* **Saved entries**
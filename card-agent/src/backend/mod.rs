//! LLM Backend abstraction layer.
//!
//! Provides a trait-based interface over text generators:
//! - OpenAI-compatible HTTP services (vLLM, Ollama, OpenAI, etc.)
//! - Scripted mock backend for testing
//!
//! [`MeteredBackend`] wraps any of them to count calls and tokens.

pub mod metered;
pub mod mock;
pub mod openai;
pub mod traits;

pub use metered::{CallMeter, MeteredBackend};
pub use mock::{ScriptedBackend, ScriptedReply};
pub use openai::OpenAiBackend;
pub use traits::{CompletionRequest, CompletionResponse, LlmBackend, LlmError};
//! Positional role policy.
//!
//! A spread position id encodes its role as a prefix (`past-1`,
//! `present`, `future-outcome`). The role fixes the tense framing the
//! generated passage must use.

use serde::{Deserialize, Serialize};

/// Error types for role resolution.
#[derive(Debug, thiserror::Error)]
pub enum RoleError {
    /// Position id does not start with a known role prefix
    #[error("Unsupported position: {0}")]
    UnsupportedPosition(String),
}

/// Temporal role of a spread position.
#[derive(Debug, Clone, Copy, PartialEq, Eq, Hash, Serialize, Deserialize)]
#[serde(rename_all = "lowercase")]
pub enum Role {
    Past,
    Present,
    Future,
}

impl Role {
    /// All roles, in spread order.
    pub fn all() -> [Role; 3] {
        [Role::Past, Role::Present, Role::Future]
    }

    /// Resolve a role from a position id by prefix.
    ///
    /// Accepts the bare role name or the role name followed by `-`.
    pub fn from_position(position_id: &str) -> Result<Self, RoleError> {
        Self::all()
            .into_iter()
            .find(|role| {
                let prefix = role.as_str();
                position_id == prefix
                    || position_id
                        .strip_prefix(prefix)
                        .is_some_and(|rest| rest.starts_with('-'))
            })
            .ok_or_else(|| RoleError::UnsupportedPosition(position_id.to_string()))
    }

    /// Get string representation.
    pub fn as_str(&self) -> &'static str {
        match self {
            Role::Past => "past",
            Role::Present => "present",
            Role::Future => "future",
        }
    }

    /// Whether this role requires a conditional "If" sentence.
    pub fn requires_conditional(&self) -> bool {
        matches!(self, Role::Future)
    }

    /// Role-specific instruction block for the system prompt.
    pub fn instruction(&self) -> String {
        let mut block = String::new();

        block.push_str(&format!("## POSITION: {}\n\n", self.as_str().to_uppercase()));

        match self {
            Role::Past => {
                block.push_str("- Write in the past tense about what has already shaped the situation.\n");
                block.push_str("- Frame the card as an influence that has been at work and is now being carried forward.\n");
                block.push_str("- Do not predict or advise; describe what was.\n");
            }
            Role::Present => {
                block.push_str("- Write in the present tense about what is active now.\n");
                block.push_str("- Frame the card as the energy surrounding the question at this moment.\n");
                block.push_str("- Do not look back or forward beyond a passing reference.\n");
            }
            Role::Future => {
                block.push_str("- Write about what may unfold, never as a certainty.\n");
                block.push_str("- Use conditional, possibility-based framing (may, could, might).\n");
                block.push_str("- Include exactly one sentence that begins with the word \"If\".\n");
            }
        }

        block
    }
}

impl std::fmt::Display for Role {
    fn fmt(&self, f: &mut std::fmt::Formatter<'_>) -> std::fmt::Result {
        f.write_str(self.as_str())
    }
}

==

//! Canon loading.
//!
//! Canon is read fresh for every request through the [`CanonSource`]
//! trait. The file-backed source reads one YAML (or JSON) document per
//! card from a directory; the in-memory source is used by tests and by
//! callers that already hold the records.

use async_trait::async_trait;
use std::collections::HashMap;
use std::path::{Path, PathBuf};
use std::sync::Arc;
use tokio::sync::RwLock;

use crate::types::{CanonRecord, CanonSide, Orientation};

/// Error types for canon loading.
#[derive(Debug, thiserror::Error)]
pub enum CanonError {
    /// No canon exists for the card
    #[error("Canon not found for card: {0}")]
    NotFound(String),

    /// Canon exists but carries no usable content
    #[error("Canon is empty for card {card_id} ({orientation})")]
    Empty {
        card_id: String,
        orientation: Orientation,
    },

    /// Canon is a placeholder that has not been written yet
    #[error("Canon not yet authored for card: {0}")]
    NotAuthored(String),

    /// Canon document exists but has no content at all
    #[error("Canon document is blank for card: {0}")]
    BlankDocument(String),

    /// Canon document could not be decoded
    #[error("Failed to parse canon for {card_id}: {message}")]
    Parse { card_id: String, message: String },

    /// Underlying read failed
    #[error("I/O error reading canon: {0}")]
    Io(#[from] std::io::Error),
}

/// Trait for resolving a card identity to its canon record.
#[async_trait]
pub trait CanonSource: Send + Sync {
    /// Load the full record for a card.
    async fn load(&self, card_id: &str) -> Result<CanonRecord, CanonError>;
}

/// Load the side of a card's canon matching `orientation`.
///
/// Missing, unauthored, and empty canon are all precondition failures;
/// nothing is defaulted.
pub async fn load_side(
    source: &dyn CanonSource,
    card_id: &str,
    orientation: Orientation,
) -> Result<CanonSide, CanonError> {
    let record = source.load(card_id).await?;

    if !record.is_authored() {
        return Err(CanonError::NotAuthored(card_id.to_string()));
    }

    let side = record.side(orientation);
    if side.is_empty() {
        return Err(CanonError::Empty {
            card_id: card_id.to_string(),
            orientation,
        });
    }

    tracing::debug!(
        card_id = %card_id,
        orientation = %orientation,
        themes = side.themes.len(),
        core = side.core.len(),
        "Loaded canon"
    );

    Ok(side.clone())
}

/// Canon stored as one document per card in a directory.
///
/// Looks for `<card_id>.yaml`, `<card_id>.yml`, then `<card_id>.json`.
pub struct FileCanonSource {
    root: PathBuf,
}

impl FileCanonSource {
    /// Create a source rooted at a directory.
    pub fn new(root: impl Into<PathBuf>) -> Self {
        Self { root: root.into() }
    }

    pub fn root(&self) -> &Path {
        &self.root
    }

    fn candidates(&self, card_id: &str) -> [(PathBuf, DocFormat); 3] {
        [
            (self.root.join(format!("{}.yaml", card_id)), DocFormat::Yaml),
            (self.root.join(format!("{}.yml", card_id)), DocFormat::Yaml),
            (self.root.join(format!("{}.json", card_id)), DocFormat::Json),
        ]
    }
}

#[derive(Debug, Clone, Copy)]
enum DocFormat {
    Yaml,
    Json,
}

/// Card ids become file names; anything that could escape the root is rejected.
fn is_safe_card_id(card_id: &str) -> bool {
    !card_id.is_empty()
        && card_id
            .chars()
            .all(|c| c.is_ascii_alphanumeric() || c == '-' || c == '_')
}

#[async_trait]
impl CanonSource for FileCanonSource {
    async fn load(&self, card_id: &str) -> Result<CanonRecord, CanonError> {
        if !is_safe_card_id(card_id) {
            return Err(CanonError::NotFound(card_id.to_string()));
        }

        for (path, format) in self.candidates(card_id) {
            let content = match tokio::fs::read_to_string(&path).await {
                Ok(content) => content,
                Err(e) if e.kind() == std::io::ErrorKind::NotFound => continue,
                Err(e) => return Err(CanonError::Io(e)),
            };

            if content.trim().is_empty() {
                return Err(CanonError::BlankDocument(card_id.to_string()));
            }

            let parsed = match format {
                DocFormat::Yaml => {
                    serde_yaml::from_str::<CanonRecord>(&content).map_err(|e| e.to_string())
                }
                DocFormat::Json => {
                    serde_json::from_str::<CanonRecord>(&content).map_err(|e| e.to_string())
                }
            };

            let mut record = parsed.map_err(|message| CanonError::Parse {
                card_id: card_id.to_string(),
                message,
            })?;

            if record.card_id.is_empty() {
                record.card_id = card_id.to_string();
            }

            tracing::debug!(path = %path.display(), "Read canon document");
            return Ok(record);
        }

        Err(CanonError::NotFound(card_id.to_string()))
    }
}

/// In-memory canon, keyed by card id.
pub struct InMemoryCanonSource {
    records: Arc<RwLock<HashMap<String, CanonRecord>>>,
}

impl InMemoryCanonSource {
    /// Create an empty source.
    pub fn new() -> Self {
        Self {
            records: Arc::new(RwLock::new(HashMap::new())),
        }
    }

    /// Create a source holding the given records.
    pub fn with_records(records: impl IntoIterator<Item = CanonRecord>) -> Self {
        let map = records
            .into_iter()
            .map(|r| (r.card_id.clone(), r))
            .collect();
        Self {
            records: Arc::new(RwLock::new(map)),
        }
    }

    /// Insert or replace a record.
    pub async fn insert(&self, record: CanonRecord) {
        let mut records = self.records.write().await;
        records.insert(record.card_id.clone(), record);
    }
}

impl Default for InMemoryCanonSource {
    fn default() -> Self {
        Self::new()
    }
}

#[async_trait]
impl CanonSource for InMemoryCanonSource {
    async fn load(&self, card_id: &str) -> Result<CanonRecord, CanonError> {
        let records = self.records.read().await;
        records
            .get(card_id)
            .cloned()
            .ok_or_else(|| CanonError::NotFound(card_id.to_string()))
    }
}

---

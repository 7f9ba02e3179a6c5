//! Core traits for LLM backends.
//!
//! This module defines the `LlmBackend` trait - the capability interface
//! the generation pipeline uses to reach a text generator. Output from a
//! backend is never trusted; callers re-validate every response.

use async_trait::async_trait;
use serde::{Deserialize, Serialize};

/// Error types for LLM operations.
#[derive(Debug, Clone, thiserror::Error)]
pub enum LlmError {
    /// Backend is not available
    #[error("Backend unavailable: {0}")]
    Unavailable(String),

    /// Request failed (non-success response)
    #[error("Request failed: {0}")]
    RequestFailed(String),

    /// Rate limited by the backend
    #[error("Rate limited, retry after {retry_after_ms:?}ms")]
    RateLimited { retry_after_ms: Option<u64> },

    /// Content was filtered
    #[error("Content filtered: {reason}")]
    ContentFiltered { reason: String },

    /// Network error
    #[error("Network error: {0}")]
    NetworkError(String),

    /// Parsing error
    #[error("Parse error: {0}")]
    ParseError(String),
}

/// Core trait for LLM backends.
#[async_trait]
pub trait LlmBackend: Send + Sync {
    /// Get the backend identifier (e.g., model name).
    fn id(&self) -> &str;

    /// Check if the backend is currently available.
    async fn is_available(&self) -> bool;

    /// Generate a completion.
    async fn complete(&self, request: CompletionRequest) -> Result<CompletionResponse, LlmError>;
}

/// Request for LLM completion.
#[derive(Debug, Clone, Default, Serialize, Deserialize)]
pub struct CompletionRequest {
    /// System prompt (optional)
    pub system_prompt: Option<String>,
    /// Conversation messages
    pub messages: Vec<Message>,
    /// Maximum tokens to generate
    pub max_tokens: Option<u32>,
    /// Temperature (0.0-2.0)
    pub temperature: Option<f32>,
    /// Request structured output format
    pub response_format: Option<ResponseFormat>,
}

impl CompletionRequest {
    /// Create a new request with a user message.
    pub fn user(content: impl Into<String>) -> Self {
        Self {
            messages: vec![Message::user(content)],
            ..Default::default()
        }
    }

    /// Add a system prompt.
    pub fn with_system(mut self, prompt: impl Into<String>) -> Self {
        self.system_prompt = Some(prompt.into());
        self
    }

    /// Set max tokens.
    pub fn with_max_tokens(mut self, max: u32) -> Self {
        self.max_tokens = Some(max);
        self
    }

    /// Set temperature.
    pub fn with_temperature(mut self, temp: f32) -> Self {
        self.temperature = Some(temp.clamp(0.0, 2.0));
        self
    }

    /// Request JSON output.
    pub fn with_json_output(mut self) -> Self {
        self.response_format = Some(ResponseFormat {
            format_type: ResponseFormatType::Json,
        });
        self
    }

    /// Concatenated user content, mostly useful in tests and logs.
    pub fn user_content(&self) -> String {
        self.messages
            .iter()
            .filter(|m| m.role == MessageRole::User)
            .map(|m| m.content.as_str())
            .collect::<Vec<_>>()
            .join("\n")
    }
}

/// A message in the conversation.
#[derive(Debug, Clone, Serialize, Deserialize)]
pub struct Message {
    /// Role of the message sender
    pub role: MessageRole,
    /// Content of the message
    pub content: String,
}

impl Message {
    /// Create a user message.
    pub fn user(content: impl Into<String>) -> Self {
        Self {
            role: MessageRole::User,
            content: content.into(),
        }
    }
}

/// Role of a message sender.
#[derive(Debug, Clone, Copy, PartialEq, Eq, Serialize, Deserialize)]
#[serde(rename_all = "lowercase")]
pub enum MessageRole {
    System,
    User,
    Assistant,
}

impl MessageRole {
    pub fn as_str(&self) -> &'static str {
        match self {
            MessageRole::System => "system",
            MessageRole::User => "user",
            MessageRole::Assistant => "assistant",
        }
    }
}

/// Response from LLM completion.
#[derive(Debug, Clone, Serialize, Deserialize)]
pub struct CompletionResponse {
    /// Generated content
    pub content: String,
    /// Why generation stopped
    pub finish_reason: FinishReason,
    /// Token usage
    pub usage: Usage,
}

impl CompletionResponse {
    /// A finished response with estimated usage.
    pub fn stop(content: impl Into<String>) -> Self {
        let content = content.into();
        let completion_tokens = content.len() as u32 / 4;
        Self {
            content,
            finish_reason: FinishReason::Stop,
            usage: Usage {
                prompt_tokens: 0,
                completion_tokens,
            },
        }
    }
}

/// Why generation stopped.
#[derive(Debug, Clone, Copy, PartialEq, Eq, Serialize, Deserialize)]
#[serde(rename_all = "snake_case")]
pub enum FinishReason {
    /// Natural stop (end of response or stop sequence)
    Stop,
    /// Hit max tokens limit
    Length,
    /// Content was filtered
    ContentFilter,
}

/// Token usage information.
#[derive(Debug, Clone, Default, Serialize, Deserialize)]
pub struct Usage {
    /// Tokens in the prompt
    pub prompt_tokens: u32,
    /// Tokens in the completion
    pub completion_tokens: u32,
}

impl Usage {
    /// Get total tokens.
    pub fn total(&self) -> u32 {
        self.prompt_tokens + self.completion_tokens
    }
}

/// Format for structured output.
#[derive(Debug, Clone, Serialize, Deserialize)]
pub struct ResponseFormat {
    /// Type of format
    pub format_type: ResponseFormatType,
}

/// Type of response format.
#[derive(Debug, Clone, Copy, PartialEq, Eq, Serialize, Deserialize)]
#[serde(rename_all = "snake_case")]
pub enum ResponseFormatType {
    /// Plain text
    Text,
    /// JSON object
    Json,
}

* **Instructions for the task**
If a line above contains the word "structured", list it.

* **Task answer**
    /// Request structured output format
/// Format for structured output.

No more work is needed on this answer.